Second
death anniversary of Lal Jayawardena
The making of development policies
By Ajit Singh
Lal Jayawardena, who died in Colombo in April 2004, was an intellectual,
a lover of life and a humane and gifted leader. He was a top Sri
Lankan civil servant of the post-independence era and an influential
policy maker. Lal was educated in Sri Lanka and at King's College,
Cambridge, where he graduated with a double first in the Economics
Tripos. He later did research for the PhD degree, also in Cambridge.
He
not only excelled academically, but was by all accounts a popular
figure among his contemporaries who included Amartya Sen, Richard
Layard, Tam Dalyell, Mahbub ul Haque, Jagdish Bhagwati, Manmohan
Singh and Geoff Harcourt. He was an 'apostle' (a member of the famous,
select club of undergraduates and dons).
He
is well remembered by his teachers, particularly Robin Marris and
Ken Berrill. He also remained close to one of his Cambridge mentors,
the late Nicholas Kaldor, with whom he shared an abiding interest
in economic policy making. Lal's contributions were recognised by
his college which bestowed on him an Honorary Fellowship.
He
was his country's ambassador to the European Community and to Belgium
and the Netherlands between the late 1970s and the early 1980s,
and High Commissioner to the UK 1999-2000. During the 1990s he was
the principal economic advisor to the President of Sri Lanka and
deputised for her as Chair of the National Development Council.

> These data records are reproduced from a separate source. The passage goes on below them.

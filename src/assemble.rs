//! Combined geometry and time series responses.

use crate::dataset::ReachId;
use crate::error::FlowmapError;
use crate::models::{AlignedTimeSeries, CombinedResponse, GeometrySummary, SourceNames};

use hashbrown::HashSet;
use tracing::{debug, warn};

/// Response assembly options.
#[derive(Clone, Copy, Debug, Default, PartialEq, Eq)]
pub struct AssembleOptions {
    /// Reject responses whose geometry and time series identifier sets differ
    pub strict_ids: bool,
}

/// Combine a geometry summary and an aligned time series into one response.
///
/// The two identifier sets are independent unless `options.strict_ids` is set, in which case
/// any difference is an [FlowmapError::IdentifierMismatch].
pub fn assemble(
    geometry: GeometrySummary,
    series: AlignedTimeSeries,
    files: SourceNames,
    options: &AssembleOptions,
) -> Result<CombinedResponse, FlowmapError> {
    let (missing_from_geometry, missing_from_time_series) =
        identifier_differences(&geometry.feature_ids, &series.feature_ids);
    if missing_from_geometry + missing_from_time_series > 0 {
        if options.strict_ids {
            return Err(FlowmapError::IdentifierMismatch {
                missing_from_geometry,
                missing_from_time_series,
            });
        }
        warn!(
            missing_from_geometry,
            missing_from_time_series, "Feature identifiers differ between inputs"
        );
    } else {
        debug!(count = geometry.feature_ids.len(), "Feature identifiers match");
    }
    Ok(CombinedResponse {
        geopackage: geometry,
        netcdf: series,
        files,
    })
}

/// Counts of distinct time series ids absent from the geometry, and of distinct geometry ids
/// absent from the time series.
fn identifier_differences(geometry: &[ReachId], series: &[ReachId]) -> (usize, usize) {
    let geometry: HashSet<ReachId> = geometry.iter().copied().collect();
    let series: HashSet<ReachId> = series.iter().copied().collect();
    (
        series.difference(&geometry).count(),
        geometry.difference(&series).count(),
    )
}
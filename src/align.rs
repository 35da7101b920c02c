//! Time series alignment.
//!
//! Produces matrices indexed `[time][reach]` whose columns follow ascending reach identifier,
//! whatever axis order each variable was stored with.

use crate::axis::{which_axis_is_reach, ReachAxis};
use crate::dataset::{TimeSeriesDataset, Variable};
use crate::error::FlowmapError;
use crate::models::AlignedTimeSeries;
use crate::resample::{resample_dataset, BucketOrigin};
use crate::sort::{duplicate_ids, sort_permutation};
use crate::timestamps::format_timestamp;
use crate::variable::{resolve_flow_variable, DEPTH_VARIABLE, VELOCITY_VARIABLE};

use ndarray::{Array2, Ix2};
use std::borrow::Cow;
use tracing::{debug, instrument, warn};

/// Alignment options.
#[derive(Clone, Debug, PartialEq)]
pub struct AlignOptions {
    /// Resample width in hours; 1 leaves the time axis untouched
    pub bucket_hours: u32,
    /// Anchoring of resample buckets
    pub origin: BucketOrigin,
    /// Name of the reach identifier dimension
    pub reach_dimension: String,
    /// Name of the time dimension
    pub time_dimension: String,
}

impl Default for AlignOptions {
    fn default() -> Self {
        Self {
            bucket_hours: 1,
            origin: BucketOrigin::default(),
            reach_dimension: "feature_id".to_string(),
            time_dimension: "time".to_string(),
        }
    }
}

/// Align a dataset into `[time][reach]` matrices with sorted reach identifiers.
///
/// The flow variable is required; velocity and depth are included when present.
#[instrument(skip_all, fields(bucket_hours = options.bucket_hours))]
pub fn align(
    dataset: &TimeSeriesDataset,
    options: &AlignOptions,
) -> Result<AlignedTimeSeries, FlowmapError> {
    for dimension in [&options.time_dimension, &options.reach_dimension] {
        if !dataset.has_dimension(dimension) {
            return Err(FlowmapError::MissingDimension {
                dimension: dimension.clone(),
            });
        }
    }
    if options.bucket_hours == 0 {
        return Err(FlowmapError::InvalidBucketWidth { hours: 0 });
    }
    let flow_variable = resolve_flow_variable(dataset.names())?;
    debug!(flow_variable, "Resolved flow variable");

    let dataset = if options.bucket_hours > 1 {
        Cow::Owned(resample_dataset(
            dataset,
            options.bucket_hours,
            options.origin,
            &options.time_dimension,
        )?)
    } else {
        Cow::Borrowed(dataset)
    };
    let times = dataset
        .time_coordinate(&options.time_dimension)
        .ok_or_else(|| FlowmapError::MissingTimeCoordinate {
            dimension: options.time_dimension.clone(),
        })?;

    // Present as the dimension exists.
    let ids = dataset
        .reach_ids(&options.reach_dimension)
        .unwrap_or_default();
    let (feature_ids, permutation) = sort_permutation(&ids);
    let duplicates = duplicate_ids(&feature_ids);
    if !duplicates.is_empty() {
        warn!(
            count = duplicates.len(),
            first = duplicates[0],
            "Duplicate reach identifiers in time series"
        );
    }

    let flow = dataset
        .variable(flow_variable)
        .ok_or_else(|| FlowmapError::VariableNotFound {
            candidates: flow_variable.to_string(),
        })?;
    let flow = canonical_matrix(flow_variable, flow, &permutation, options)?;
    let velocity = optional_matrix(&dataset, VELOCITY_VARIABLE, &permutation, options)?;
    let depth = optional_matrix(&dataset, DEPTH_VARIABLE, &permutation, options)?;

    let time_steps = times
        .iter()
        .map(format_timestamp)
        .collect::<Result<Vec<_>, _>>()?;
    debug!(
        num_times = time_steps.len(),
        num_features = feature_ids.len(),
        has_velocity = velocity.is_some(),
        has_depth = depth.is_some(),
        "Aligned time series"
    );
    Ok(AlignedTimeSeries {
        num_times: time_steps.len(),
        num_features: feature_ids.len(),
        time_steps,
        feature_ids,
        flow,
        velocity,
        depth,
        resample_hours: options.bucket_hours,
    })
}

fn optional_matrix(
    dataset: &TimeSeriesDataset,
    name: &str,
    permutation: &[usize],
    options: &AlignOptions,
) -> Result<Option<Array2<f64>>, FlowmapError> {
    dataset
        .variable(name)
        .map(|variable| canonical_matrix(name, variable, permutation, options))
        .transpose()
}

/// Reorder the reach axis of a variable by `permutation` and lay it out `[time][reach]`.
fn canonical_matrix(
    name: &str,
    variable: &Variable,
    permutation: &[usize],
    options: &AlignOptions,
) -> Result<Array2<f64>, FlowmapError> {
    let reach_axis = which_axis_is_reach(
        name,
        variable.dimensions(),
        &options.reach_dimension,
        &options.time_dimension,
    )?;
    let data = variable.data().into_dimensionality::<Ix2>()?;
    let axis = reach_axis.reach_axis();
    if permutation.len() != data.len_of(axis) {
        return Err(FlowmapError::PermutationMismatch {
            variable: name.to_string(),
            permutation: permutation.len(),
            axis: data.len_of(axis),
        });
    }
    let sorted = data.select(axis, permutation);
    let canonical = match reach_axis {
        ReachAxis::First => sorted.reversed_axes(),
        ReachAxis::Second => sorted,
    };
    Ok(canonical.as_standard_layout().into_owned())
}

Indeed, at one time or another, Dr Jayawardena held almost all the
top economic posts in Sri Lanka, having become Treasury Secretary
at the very young age of 41.
He
also had spells as an international civil servant. In this and related
capacities he was a serious contributor to the concept of the Third
World and he helped create collective organisations to realise the
poor countries' demands for a more just international economic order,
such as the Group of 77 at the United Nations and the Group of Twenty-Four
at the IMF, where he served for many years as either Deputy Chairman
or Chairman.
Lal
was typical of his generation of senior civil servants in many (alas,
not all) developing countries: they normally came from the upper
crust of their nations but were deeply committed to equity; they
were thoroughly professional, proud of their countries but very
conscious of the backwardness of their economies. Their forebears
may have learnt the art of sound civil service from their colonial
masters, but Lal and his peers from other developing countries were
critical of colonialism. They had the self-confidence to believe
that they could carry out the tasks of reducing poverty and promoting
economic development much better than the colonial governments had
done.
Over
the last forty years, these diplomats and policy makers have been
deeply involved in fighting for a global regime which would provide
space for developing countries in the world economy.
As
a young economist at UNCTAD, Lal was an early and extremely active
member of Sydney Dell's study group on the international financial
system, which for the first time paid attention to the views and
interests of developing countries, as well as the socialist countries,
as well as the socialist countries of Eastern Europe and Asia. Lal
and his colleagues wrote papers which undertook rigorous analyses
of international economic issues from a Third World perspective.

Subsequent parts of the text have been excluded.